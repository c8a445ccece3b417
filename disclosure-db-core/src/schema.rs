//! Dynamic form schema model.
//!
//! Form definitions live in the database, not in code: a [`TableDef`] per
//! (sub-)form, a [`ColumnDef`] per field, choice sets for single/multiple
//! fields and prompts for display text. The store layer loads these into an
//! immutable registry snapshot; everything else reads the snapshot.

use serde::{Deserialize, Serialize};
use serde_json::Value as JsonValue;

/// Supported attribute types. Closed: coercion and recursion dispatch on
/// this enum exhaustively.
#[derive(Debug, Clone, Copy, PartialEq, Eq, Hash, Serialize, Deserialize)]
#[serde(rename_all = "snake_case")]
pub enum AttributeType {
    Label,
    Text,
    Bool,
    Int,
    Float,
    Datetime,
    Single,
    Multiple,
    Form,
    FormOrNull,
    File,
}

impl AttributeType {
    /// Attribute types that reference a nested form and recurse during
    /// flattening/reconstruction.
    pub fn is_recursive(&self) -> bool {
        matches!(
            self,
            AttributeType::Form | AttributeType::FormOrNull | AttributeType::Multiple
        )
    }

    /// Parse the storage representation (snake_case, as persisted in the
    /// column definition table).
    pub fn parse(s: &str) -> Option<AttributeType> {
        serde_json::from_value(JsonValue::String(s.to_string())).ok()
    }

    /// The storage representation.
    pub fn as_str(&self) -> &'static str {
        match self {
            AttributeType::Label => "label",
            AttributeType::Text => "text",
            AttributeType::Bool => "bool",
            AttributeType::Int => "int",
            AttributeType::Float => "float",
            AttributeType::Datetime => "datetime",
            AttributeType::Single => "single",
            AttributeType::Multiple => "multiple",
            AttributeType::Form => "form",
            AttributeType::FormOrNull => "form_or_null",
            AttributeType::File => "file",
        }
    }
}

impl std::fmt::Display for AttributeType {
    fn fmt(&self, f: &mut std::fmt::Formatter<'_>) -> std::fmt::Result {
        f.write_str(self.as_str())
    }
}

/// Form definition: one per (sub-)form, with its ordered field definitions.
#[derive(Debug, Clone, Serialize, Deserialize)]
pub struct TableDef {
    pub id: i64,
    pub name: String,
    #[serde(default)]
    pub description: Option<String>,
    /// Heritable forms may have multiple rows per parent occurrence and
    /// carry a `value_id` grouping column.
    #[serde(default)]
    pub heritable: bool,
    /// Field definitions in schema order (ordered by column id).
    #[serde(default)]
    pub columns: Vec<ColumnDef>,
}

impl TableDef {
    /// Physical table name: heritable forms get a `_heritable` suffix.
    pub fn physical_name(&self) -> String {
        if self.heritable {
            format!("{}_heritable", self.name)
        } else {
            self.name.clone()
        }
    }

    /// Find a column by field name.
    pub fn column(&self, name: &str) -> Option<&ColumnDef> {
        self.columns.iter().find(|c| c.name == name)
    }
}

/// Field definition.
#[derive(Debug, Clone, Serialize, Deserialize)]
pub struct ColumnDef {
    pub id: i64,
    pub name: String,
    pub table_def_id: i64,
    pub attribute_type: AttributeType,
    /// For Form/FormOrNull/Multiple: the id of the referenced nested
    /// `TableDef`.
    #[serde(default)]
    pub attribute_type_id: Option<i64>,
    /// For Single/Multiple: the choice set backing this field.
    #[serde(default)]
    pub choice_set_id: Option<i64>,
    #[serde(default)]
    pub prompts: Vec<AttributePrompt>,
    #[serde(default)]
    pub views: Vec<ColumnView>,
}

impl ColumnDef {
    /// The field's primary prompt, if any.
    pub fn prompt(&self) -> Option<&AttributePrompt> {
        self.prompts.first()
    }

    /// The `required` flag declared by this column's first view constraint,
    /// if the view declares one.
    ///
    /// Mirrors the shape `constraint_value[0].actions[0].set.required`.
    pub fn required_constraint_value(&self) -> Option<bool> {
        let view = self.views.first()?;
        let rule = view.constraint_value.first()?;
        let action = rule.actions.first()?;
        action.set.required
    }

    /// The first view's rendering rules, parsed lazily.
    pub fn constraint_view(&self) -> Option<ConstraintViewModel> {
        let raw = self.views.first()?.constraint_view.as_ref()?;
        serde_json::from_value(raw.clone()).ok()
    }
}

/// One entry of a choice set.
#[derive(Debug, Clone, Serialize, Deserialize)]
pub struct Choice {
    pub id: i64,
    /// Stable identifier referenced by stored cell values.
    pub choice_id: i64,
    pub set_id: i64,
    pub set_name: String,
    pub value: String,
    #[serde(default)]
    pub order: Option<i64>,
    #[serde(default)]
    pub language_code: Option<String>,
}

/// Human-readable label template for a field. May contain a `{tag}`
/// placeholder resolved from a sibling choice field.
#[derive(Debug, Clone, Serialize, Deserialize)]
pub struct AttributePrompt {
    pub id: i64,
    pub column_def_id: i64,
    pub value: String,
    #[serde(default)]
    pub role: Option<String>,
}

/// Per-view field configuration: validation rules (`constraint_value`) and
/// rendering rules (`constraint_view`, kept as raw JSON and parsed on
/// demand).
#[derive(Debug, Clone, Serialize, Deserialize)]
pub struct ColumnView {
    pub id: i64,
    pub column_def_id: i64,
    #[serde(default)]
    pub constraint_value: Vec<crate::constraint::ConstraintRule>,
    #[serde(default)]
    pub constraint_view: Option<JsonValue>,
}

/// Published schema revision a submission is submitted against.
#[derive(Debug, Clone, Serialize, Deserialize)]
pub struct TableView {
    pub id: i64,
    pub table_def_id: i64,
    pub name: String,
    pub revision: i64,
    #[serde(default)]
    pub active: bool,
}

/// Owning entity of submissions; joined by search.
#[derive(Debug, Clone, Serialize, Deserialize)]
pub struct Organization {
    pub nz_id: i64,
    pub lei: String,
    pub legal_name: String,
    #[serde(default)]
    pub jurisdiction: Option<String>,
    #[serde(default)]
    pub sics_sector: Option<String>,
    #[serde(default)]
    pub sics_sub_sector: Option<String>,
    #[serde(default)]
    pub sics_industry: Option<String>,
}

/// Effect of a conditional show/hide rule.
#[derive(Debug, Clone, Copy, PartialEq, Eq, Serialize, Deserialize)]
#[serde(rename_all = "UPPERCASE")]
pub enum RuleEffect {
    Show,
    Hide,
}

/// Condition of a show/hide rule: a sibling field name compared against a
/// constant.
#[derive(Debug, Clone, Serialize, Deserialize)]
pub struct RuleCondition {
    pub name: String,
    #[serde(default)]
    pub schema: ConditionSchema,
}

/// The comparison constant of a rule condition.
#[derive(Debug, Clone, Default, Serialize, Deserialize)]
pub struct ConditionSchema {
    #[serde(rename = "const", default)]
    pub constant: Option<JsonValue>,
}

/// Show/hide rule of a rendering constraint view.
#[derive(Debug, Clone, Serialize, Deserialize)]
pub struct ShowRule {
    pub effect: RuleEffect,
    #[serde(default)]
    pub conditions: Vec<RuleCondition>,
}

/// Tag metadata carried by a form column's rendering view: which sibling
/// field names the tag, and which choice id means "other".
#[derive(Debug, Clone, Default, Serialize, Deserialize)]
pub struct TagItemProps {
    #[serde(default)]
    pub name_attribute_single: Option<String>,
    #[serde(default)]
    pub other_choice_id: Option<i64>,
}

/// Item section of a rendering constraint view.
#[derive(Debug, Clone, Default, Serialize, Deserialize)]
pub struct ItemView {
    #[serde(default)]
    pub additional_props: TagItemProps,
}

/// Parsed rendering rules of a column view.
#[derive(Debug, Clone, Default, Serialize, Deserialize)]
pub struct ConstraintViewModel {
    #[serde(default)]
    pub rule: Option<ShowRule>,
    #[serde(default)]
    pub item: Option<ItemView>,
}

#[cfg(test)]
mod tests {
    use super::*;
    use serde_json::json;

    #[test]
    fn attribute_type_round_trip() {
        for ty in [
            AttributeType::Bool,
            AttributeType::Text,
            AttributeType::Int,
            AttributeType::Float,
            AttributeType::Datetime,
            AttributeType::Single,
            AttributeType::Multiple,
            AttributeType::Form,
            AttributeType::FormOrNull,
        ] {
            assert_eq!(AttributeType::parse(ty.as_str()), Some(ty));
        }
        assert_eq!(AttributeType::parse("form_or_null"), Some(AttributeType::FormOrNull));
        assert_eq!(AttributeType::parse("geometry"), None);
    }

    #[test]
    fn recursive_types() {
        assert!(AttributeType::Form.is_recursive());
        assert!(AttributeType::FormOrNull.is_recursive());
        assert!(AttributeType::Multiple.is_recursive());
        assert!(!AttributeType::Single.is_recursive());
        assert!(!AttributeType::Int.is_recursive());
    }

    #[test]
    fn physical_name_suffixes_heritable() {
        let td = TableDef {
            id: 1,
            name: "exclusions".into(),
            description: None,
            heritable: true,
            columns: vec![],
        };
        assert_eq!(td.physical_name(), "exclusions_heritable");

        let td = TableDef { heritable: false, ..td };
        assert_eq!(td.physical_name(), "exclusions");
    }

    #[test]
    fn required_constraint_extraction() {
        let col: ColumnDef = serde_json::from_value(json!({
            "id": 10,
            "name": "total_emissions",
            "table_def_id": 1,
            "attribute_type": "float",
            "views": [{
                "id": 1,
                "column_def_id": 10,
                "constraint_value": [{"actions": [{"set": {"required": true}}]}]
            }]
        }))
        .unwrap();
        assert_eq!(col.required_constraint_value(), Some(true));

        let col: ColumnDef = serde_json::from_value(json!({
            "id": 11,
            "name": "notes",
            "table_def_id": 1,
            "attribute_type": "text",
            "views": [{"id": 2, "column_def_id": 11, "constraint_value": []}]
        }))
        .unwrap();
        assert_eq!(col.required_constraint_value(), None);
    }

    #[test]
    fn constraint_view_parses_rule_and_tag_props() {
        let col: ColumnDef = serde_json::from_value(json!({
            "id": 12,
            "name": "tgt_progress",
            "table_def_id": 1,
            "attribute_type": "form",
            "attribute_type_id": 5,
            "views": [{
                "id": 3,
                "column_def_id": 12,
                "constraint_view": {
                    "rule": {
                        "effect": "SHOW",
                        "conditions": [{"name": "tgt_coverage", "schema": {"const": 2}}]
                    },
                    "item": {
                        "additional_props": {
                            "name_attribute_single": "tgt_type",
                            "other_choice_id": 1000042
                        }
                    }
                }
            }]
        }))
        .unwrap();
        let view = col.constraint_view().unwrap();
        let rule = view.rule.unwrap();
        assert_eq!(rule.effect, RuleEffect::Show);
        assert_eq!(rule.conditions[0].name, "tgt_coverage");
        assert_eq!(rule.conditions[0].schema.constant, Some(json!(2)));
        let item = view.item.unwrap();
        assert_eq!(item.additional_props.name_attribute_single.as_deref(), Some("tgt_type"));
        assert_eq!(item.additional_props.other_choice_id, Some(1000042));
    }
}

___

Copy the material above word for word, taking the first line, the line containing "impl std::fmt::Display for", and every line between them, and nothing else.

*Response area*
repository c8a445ccece3b417
filename disclosure-db-core/src/schema.rs
//! Dynamic form schema model.
//!
//! Form definitions live in the database, not in code: a [`TableDef`] per
//! (sub-)form, a [`ColumnDef`] per field, choice sets for single/multiple
//! fields and prompts for display text. The store layer loads these into an
//! immutable registry snapshot; everything else reads the snapshot.

use serde::{Deserialize, Serialize};
use serde_json::Value as JsonValue;

/// Supported attribute types. Closed: coercion and recursion dispatch on
/// this enum exhaustively.
#[derive(Debug, Clone, Copy, PartialEq, Eq, Hash, Serialize, Deserialize)]
#[serde(rename_all = "snake_case")]
pub enum AttributeType {
    Label,
    Text,
    Bool,
    Int,
    Float,
    Datetime,
    Single,
    Multiple,
    Form,
    FormOrNull,
    File,
}

impl AttributeType {
    /// Attribute types that reference a nested form and recurse during
    /// flattening/reconstruction.
    pub fn is_recursive(&self) -> bool {
        matches!(
            self,
            AttributeType::Form | AttributeType::FormOrNull | AttributeType::Multiple
        )
    }

    /// Parse the storage representation (snake_case, as persisted in the
    /// column definition table).
    pub fn parse(s: &str) -> Option<AttributeType> {
        serde_json::from_value(JsonValue::String(s.to_string())).ok()
    }

    /// The storage representation.
    pub fn as_str(&self) -> &'static str {
        match self {
            AttributeType::Label => "label",
            AttributeType::Text => "text",
            AttributeType::Bool => "bool",
            AttributeType::Int => "int",
            AttributeType::Float => "float",
            AttributeType::Datetime => "datetime",
            AttributeType::Single => "single",
            AttributeType::Multiple => "multiple",
            AttributeType::Form => "form",
            AttributeType::FormOrNull => "form_or_null",
            AttributeType::File => "file",
        }
    }
}

impl std::fmt::Display for AttributeType {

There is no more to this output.